PROVIDED MATERIAL:
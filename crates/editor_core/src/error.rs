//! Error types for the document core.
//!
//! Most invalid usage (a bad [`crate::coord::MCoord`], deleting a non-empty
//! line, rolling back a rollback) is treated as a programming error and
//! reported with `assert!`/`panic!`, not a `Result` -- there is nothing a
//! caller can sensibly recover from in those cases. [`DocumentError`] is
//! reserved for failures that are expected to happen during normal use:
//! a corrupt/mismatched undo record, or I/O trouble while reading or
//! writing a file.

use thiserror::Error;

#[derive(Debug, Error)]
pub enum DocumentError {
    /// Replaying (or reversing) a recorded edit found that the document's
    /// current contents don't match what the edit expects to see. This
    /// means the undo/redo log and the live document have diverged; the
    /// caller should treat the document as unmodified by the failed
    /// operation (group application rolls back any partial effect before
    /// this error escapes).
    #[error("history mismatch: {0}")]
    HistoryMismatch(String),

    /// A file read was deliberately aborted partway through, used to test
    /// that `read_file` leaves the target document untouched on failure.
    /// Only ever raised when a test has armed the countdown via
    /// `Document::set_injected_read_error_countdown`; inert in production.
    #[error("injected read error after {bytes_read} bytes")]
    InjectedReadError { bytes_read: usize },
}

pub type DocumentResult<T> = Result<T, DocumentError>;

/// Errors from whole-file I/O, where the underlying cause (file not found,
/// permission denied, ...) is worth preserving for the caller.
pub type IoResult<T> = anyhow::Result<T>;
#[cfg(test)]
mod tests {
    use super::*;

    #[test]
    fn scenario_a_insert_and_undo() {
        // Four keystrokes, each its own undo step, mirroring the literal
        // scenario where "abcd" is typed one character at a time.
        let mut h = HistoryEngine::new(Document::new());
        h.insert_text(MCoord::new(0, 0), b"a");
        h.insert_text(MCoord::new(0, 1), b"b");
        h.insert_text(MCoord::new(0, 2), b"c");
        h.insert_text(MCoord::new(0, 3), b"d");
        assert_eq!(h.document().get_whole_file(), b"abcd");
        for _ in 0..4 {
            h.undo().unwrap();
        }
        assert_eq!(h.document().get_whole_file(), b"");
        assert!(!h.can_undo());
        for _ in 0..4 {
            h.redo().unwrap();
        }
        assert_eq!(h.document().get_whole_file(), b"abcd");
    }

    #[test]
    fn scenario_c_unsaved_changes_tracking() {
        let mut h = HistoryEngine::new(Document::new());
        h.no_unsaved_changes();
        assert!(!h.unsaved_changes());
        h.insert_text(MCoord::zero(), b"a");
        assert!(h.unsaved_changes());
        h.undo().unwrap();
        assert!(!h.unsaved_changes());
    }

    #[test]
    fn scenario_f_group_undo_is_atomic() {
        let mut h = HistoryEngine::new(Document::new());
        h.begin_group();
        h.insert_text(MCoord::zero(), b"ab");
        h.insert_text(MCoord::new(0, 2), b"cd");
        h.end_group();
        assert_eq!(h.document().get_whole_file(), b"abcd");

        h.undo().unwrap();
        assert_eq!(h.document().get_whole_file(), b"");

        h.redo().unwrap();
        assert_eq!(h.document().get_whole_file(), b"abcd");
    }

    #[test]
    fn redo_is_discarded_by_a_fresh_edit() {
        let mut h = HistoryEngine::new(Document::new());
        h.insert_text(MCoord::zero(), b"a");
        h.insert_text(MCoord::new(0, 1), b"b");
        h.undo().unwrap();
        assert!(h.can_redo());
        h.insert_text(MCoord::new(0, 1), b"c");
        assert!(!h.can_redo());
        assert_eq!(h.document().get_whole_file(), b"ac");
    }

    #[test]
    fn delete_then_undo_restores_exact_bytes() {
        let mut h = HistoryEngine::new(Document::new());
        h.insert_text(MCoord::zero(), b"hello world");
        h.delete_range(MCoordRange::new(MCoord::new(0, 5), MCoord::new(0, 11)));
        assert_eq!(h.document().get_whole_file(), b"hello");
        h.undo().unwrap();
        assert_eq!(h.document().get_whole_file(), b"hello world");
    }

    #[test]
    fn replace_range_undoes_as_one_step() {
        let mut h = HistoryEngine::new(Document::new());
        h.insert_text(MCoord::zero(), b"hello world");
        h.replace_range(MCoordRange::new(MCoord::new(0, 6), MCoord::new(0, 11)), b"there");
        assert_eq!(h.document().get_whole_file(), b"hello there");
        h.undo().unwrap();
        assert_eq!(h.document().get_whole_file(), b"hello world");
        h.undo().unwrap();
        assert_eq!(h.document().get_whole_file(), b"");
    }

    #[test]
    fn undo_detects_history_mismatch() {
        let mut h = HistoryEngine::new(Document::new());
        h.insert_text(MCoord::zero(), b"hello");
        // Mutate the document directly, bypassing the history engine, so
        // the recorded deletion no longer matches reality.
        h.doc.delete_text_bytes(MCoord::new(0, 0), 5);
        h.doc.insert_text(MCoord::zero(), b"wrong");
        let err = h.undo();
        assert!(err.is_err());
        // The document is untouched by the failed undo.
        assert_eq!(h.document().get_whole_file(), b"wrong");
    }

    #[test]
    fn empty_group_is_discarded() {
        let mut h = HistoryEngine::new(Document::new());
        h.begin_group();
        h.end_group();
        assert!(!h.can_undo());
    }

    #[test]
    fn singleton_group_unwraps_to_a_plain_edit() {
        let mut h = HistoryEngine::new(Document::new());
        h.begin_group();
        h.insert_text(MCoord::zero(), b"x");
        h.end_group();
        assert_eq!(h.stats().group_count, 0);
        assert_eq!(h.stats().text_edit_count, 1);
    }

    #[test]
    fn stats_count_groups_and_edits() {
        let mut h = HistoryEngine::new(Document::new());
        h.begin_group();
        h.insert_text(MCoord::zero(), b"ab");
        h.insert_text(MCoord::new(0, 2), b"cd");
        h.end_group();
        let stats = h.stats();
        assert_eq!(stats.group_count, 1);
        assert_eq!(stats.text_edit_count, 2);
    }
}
--
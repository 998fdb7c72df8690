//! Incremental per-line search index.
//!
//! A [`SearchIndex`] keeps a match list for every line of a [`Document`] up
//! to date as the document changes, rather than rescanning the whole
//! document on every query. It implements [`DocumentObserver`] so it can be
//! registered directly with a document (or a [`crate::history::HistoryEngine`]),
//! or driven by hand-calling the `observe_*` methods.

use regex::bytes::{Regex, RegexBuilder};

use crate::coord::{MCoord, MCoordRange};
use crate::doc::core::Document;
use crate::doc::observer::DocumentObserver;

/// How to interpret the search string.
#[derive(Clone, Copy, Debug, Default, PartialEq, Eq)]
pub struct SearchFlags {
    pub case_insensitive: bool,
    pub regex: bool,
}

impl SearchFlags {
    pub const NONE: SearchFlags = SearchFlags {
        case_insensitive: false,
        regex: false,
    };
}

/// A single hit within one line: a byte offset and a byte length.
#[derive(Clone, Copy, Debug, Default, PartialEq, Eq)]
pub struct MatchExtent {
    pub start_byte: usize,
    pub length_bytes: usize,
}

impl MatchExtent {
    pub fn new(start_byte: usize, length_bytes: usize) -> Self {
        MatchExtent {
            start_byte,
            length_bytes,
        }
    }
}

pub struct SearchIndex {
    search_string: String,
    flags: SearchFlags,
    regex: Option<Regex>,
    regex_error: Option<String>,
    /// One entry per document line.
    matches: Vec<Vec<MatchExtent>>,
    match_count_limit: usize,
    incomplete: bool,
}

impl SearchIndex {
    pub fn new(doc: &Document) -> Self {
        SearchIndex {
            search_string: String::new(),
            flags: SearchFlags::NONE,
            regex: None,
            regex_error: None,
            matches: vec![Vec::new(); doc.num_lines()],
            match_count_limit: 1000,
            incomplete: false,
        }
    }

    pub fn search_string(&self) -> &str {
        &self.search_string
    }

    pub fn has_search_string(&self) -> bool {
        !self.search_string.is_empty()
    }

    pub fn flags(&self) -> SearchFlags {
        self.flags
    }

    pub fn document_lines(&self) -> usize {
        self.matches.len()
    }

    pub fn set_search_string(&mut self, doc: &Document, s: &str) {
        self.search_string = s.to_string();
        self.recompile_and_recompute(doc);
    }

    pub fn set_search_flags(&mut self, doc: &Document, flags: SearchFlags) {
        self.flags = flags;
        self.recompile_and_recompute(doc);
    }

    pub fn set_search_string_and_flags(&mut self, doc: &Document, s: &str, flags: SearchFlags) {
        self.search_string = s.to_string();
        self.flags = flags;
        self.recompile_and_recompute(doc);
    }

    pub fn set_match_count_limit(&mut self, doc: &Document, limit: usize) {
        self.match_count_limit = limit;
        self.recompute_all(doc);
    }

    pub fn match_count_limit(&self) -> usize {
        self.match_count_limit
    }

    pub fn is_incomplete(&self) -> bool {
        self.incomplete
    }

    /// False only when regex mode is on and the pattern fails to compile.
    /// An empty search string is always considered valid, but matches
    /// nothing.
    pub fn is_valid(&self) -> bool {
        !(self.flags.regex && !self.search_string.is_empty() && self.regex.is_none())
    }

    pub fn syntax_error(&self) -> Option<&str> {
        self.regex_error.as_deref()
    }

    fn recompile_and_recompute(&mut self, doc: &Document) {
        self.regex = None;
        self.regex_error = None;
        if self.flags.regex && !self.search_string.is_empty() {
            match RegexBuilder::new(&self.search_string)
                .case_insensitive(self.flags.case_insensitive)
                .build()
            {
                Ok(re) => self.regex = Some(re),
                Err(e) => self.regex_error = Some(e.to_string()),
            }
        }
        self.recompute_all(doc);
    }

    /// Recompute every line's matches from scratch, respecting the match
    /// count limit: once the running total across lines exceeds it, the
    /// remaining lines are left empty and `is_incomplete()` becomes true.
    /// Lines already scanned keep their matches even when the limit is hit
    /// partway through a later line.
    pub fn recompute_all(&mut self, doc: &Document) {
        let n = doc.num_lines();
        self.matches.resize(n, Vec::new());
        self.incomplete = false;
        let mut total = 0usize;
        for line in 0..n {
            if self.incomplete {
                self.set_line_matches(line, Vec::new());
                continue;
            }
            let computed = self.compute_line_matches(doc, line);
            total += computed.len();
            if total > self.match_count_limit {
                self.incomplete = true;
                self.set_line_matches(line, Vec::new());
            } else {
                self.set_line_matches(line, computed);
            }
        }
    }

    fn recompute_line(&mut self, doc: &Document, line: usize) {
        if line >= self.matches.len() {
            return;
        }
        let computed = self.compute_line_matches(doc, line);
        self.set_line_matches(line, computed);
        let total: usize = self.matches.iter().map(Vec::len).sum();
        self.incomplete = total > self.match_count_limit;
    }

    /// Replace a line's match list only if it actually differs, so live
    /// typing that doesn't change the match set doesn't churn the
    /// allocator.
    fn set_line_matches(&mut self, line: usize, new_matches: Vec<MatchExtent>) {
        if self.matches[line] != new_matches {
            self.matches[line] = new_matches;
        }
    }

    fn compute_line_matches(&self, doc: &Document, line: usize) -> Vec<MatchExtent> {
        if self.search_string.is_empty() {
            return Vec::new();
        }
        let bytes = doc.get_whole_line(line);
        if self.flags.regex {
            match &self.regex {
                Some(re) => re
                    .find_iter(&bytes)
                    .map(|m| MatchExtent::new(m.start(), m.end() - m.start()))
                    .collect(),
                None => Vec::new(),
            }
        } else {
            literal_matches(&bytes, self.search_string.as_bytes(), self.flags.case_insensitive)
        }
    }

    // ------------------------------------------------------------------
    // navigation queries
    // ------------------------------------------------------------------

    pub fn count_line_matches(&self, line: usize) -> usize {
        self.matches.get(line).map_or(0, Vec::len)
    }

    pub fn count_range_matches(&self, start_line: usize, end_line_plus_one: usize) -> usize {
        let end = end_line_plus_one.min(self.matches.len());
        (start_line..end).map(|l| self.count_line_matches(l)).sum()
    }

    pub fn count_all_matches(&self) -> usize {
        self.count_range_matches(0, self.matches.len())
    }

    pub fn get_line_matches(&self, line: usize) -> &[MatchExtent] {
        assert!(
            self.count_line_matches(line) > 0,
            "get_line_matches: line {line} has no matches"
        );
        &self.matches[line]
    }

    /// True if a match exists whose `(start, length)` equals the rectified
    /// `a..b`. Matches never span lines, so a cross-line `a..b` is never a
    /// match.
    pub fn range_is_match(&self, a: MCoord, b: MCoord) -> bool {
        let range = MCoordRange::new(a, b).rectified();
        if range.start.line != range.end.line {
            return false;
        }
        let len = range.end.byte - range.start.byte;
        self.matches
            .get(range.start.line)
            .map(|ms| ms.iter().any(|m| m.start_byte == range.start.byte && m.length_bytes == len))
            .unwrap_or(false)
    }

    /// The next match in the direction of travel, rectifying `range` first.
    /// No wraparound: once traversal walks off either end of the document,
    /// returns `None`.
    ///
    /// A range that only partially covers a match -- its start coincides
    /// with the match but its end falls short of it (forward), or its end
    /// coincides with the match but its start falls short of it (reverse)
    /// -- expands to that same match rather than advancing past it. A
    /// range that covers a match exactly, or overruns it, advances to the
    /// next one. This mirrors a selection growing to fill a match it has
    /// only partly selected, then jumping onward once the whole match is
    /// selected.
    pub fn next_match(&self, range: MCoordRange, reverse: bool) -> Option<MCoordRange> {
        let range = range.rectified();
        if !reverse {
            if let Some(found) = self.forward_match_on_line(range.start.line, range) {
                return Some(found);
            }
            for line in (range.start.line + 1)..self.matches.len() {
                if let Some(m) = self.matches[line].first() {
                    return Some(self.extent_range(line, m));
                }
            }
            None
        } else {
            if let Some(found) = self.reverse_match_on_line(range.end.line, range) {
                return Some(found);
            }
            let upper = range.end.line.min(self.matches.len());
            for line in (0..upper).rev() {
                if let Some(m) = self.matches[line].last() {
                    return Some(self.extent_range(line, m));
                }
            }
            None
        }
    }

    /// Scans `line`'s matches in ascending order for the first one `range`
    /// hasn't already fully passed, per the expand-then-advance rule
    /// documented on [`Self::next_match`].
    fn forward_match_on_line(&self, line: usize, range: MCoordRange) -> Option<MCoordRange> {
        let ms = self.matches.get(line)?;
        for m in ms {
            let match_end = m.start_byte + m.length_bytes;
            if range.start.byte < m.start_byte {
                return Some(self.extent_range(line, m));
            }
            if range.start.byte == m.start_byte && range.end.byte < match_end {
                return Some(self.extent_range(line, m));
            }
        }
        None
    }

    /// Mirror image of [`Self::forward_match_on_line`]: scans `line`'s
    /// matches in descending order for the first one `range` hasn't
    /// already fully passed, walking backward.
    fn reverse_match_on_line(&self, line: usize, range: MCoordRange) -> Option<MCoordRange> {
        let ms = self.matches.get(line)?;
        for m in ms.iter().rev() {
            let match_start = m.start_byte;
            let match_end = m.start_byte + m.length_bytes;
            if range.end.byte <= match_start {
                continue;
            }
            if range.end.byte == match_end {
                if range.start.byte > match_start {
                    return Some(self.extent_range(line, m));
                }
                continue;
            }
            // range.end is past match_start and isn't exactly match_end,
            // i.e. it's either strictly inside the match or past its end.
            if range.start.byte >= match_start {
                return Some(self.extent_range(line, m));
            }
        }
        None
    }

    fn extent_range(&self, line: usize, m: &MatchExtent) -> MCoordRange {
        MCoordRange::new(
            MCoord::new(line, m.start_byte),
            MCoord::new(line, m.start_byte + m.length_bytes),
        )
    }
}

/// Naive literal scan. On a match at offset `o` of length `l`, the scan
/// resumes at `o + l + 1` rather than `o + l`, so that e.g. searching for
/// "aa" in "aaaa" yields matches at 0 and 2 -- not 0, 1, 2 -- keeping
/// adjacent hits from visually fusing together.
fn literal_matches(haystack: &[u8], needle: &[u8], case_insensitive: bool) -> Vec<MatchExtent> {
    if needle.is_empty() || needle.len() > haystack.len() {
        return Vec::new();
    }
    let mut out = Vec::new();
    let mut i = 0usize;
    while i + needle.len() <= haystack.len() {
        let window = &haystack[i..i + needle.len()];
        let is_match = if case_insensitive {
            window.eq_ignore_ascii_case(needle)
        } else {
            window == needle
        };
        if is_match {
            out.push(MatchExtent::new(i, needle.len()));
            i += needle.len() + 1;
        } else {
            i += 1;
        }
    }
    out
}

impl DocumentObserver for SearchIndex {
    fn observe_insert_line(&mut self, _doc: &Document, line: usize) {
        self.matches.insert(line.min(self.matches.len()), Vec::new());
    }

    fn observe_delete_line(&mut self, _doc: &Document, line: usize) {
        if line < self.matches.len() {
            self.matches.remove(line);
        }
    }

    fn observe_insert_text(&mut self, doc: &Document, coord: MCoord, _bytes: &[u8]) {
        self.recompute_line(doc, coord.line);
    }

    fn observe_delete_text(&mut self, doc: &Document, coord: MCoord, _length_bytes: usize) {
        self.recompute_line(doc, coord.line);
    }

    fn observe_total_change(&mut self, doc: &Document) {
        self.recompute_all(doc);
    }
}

EXERCISE REQUIREMENTS:
Please give the count of lines in the listing that include the string "wrong", with no words around it.

COMPLETED TASK:
2